(THE DATA)

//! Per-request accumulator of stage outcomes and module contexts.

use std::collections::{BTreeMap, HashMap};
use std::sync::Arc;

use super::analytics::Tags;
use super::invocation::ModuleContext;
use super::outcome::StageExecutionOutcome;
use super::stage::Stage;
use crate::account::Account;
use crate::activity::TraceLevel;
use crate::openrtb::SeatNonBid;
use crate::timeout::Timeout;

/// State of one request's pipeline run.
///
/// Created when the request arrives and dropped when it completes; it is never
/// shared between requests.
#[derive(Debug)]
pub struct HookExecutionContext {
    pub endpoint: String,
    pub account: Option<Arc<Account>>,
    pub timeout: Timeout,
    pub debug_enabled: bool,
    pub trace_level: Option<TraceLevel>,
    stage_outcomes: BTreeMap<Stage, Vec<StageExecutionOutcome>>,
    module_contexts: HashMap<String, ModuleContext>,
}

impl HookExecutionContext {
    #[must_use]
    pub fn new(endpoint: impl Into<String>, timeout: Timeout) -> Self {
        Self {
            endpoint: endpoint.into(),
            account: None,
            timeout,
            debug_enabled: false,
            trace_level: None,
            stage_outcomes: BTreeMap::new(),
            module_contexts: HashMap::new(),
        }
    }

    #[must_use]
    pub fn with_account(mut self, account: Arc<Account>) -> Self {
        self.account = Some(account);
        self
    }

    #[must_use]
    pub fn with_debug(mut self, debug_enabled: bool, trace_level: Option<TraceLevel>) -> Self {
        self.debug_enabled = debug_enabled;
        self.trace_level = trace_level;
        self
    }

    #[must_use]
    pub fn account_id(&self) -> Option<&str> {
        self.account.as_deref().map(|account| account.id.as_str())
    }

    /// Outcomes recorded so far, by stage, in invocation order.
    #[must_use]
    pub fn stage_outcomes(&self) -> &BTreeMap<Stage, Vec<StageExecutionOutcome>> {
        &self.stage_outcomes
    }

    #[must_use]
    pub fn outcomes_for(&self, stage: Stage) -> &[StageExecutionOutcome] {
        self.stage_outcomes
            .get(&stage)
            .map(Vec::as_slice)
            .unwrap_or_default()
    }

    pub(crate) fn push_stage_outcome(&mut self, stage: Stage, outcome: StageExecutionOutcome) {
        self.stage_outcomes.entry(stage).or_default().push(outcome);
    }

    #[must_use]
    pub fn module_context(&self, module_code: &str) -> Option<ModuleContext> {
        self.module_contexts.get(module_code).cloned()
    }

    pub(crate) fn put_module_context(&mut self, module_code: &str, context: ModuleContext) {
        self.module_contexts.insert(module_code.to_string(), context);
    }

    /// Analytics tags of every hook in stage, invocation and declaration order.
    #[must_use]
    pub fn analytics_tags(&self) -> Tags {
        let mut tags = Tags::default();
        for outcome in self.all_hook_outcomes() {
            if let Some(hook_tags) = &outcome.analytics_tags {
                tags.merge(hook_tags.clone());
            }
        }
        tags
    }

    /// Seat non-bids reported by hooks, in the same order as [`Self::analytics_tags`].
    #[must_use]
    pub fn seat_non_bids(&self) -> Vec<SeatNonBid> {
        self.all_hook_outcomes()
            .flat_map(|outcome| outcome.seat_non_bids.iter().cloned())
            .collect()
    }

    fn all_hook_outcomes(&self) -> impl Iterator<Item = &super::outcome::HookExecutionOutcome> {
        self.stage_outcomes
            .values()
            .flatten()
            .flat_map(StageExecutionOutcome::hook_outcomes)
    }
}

(End THE DATA)

— WORK REQUEST —
How many lines in the records hold the string "StageExecutionOutcome"? Reply with the number alone.

— ANSWER TO THIS EXERCISE —
6